Three Arrows filed for bankruptcy in July, and Blockchain.com told Reuters it still got a penny back on its loan. The text exchange is among affidavits filed by liquidators as part of the hedge fund’s liquidation process. Continue reading

Three Arrows did not respond to requests for comment. Odell declined to comment, while Reuters could not reach Zhao.

The loan was part of an opaque web of unsecured loans between crypto companies that left the industry vulnerable when cryptocurrency prices plunged 50% earlier this year, according to a Reuters review of bankruptcy courts and regulatory filings and interviews with about 20 executives and experts.

Institutional crypto lending lends both cryptocurrencies and cash for a return. By forgoing the borrower from posting collateral — such as stocks, bonds, or more commonly other crypto tokens — lenders can charge higher interest rates and increase profits, while borrowers can generate cash quickly.

Blockchain.com has since largely halted its unsecured lending, which made up 10% of its revenue, Chief Business Officer Lane Kasselman told Reuters. “We’re not prepared to take the same risk,” he said, although he added that the company would continue to offer “extremely limited” unsecured loans to top clients under certain conditions.

Unsecured lending has become common across the crypto industry, according to the review of filings and interviews. Despite the recent market shakeout, many industry insiders said the practice is likely to persist and even grow.
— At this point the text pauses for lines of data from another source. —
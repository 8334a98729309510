mod runner;
mod score_store;
mod screens;

use std::fs;
use std::path::PathBuf;

use anyhow::{Context, Result};
use clap::{Parser, Subcommand, ValueEnum};
use rayon::prelude::*;

use meteors_core::sim::{ExitReason, MemoryScoreStore, SessionConfig};

use runner::{run_session, GunnerPilot, RunMetrics, ScriptPilot};
use score_store::JsonScoreStore;
use screens::{MenuInput, ScreenFlow};

#[derive(Parser)]
#[command(name = "meteors", about = "Headless driver for the meteors gameplay simulation", version)]
struct Cli {
    #[command(subcommand)]
    command: Command,
}

#[derive(Clone, Copy, Debug, ValueEnum)]
enum PilotKind {
    /// Stationary turret bot.
    Gunner,
    /// Replay a recorded input-byte script.
    Script,
}

#[derive(Subcommand)]
enum Command {
    /// Run one seeded session and persist any beaten high scores.
    Run {
        /// Session seed, decimal or 0x-prefixed hex.
        #[arg(long, default_value = "1")]
        seed: String,
        /// Frame cap; 18000 frames is five minutes at 60 FPS.
        #[arg(long, default_value_t = 18_000)]
        frames: u32,
        #[arg(long, value_enum, default_value = "gunner")]
        pilot: PilotKind,
        /// Input-byte script, required by the script pilot.
        #[arg(long)]
        script: Option<PathBuf>,
        #[arg(long, default_value = "meteors_scores.json")]
        score_file: PathBuf,
    },
    /// Run many seeded sessions in parallel and print their metrics.
    Batch {
        #[arg(long, default_value = "1")]
        seed_base: String,
        #[arg(long, default_value_t = 16)]
        runs: u32,
        #[arg(long, default_value_t = 18_000)]
        frames: u32,
    },
    /// Walk the menu flow into a short piloted session.
    Demo {
        #[arg(long, default_value = "1")]
        seed: String,
    },
}

fn parse_seed(text: &str) -> Result<u32> {
    let text = text.trim();
    if let Some(hex) = text.strip_prefix("0x").or_else(|| text.strip_prefix("0X")) {
        u32::from_str_radix(hex, 16).with_context(|| format!("invalid hex seed '{text}'"))
    } else {
        text.parse()
            .with_context(|| format!("invalid seed '{text}'"))
    }
}

fn print_metrics(metrics: &impl serde::Serialize) -> Result<()> {
    println!("{}", serde_json::to_string_pretty(metrics)?);
    Ok(())
}

fn cmd_run(
    seed: &str,
    frames: u32,
    pilot: PilotKind,
    script: Option<PathBuf>,
    score_file: PathBuf,
) -> Result<()> {
    let config = SessionConfig::with_seed(parse_seed(seed)?);
    let store = JsonScoreStore::open(&score_file);
    let metrics = match pilot {
        PilotKind::Gunner => run_session(config, store, &mut GunnerPilot, frames),
        PilotKind::Script => {
            let path = script.context("--script is required with the script pilot")?;
            let bytes = fs::read(&path)
                .with_context(|| format!("reading input script {}", path.display()))?;
            run_session(config, store, &mut ScriptPilot::new(bytes), frames)
        }
    };
    log::info!(
        "seed {} finished after {} frames with score {}",
        metrics.seed,
        metrics.frames,
        metrics.final_score
    );
    print_metrics(&metrics)
}

fn cmd_batch(seed_base: &str, runs: u32, frames: u32) -> Result<()> {
    let base = parse_seed(seed_base)?;
    let all: Vec<RunMetrics> = (0..runs)
        .into_par_iter()
        .map(|offset| {
            run_session(
                SessionConfig::with_seed(base.wrapping_add(offset)),
                MemoryScoreStore::new(),
                &mut GunnerPilot,
                frames,
            )
        })
        .collect();

    let best = all.iter().map(|m| m.final_score).max().unwrap_or(0);
    let game_overs = all
        .iter()
        .filter(|m| m.exit == Some(ExitReason::GameOver))
        .count();
    log::info!(
        "{} runs complete: best score {}, {} ended in game over",
        all.len(),
        best,
        game_overs
    );
    print_metrics(&all)
}

fn cmd_demo(seed: &str) -> Result<()> {
    let seed = parse_seed(seed)?;
    let mut flow = ScreenFlow::new();
    log::info!("screen: {:?}", flow.screen());

    // Tour the menus: options (nudge the volume), credits, then play.
    flow.handle(MenuInput::down());
    flow.handle(MenuInput::select());
    log::info!("screen: {:?}", flow.screen());
    flow.handle(MenuInput::right());
    log::info!("volume: {}", flow.volume());
    flow.handle(MenuInput::back());

    flow.handle(MenuInput::down());
    flow.handle(MenuInput::select());
    log::info!("screen: {:?}", flow.screen());
    flow.handle(MenuInput::back());

    flow.handle(MenuInput::up());
    flow.handle(MenuInput::up());
    flow.handle(MenuInput::select());
    log::info!("screen: {:?}", flow.screen());

    // One minute of piloted gameplay.
    let metrics = run_session(
        SessionConfig::with_seed(seed),
        MemoryScoreStore::new(),
        &mut GunnerPilot,
        3_600,
    );
    flow.finish_gameplay(metrics.exit.unwrap_or(ExitReason::Quit));
    log::info!("screen: {:?}", flow.screen());
    print_metrics(&metrics)
}

fn main() -> Result<()> {
    env_logger::Builder::from_env(env_logger::Env::default().default_filter_or("info")).init();
    let cli = Cli::parse();
    match cli.command {
        Command::Run {
            seed,
            frames,
            pilot,
            script,
            score_file,
        } => cmd_run(&seed, frames, pilot, script, score_file),
        Command::Batch {
            seed_base,
            runs,
            frames,
        } => cmd_batch(&seed_base, runs, frames),
        Command::Demo { seed } => cmd_demo(&seed),
    }
}

#[cfg(test)]
mod tests {
    use super::*;

    #[test]
    fn seeds_parse_from_decimal_and_hex() {
        assert_eq!(parse_seed("42").unwrap(), 42);
        assert_eq!(parse_seed("0xDEADBEEF").unwrap(), 0xDEAD_BEEF);
        assert_eq!(parse_seed(" 7 ").unwrap(), 7);
        assert!(parse_seed("nope").is_err());
        assert!(parse_seed("0xZZ").is_err());
    }
}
Alex Birry, chief analytical officer for financial institutions at S&P Global Ratings, said the crypto industry is indeed seeing a trend toward unsecured lending across the board. The fact that crypto is a “concentrated ecosystem” increases the risk of contagion across the sector, he added.
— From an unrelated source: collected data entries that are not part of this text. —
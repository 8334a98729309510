/// Seeded xorshift32 generator. The simulation must stay reproducible from
/// a seed alone, so no ambient entropy source is ever consulted.
#[derive(Clone, Copy, Debug)]
pub struct SeededRng {
    state: u32,
}

impl SeededRng {
    pub fn new(seed: u32) -> Self {
        Self {
            state: if seed == 0 { 0xDEAD_BEEF } else { seed },
        }
    }

    pub fn state(&self) -> u32 {
        self.state
    }

    pub fn next(&mut self) -> u32 {
        let mut x = self.state;
        x ^= x << 13;
        x ^= x >> 17;
        x ^= x << 5;
        self.state = x;
        self.state
    }

    pub fn next_int(&mut self, max: u32) -> u32 {
        self.next() % max
    }

    pub fn next_range(&mut self, min: i32, max_exclusive: i32) -> i32 {
        debug_assert!(max_exclusive > min);
        let span = (max_exclusive - min) as u32;
        min + self.next_int(span) as i32
    }

    pub fn coin_flip(&mut self) -> bool {
        (self.next() & 1) == 0
    }
}
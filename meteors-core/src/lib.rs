pub mod constants;
pub mod error;
pub mod geom;
pub mod input;
pub mod rng;
pub mod sim;

pub use error::RuleCode;
pub use input::{decode_input_byte, encode_input_byte, FrameInput, INPUT_MASK};
pub use sim::{replay, ExitReason, GameplaySession, RunResult, SessionConfig, WorldSnapshot};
“So if you only lend to people who are operating in that ecosystem, and especially if the number of those counterparties is relatively limited, yes, you’re going to see events like the one we just saw,” he said of the collapse in summer lenders.


Crypto lenders, the de facto banks of the crypto world, boomed during the pandemic, attracting retail customers with double-digit interest rates in return for their cryptocurrency deposits. On the other hand, institutional investors like hedge funds looking to make leveraged bets paid higher rates to borrow the funds from lenders who profited from the difference. Continue reading

Crypto lenders are not required to hold capital or liquidity buffers like traditional lenders, and some found themselves vulnerable when a lack of collateral forced them – and their clients – to suffer large losses. Continue reading

Voyager Digital, which became one of the summer’s biggest casualties when it filed for bankruptcy in July, offers a glimpse of the rapid growth in unsecured crypto lending.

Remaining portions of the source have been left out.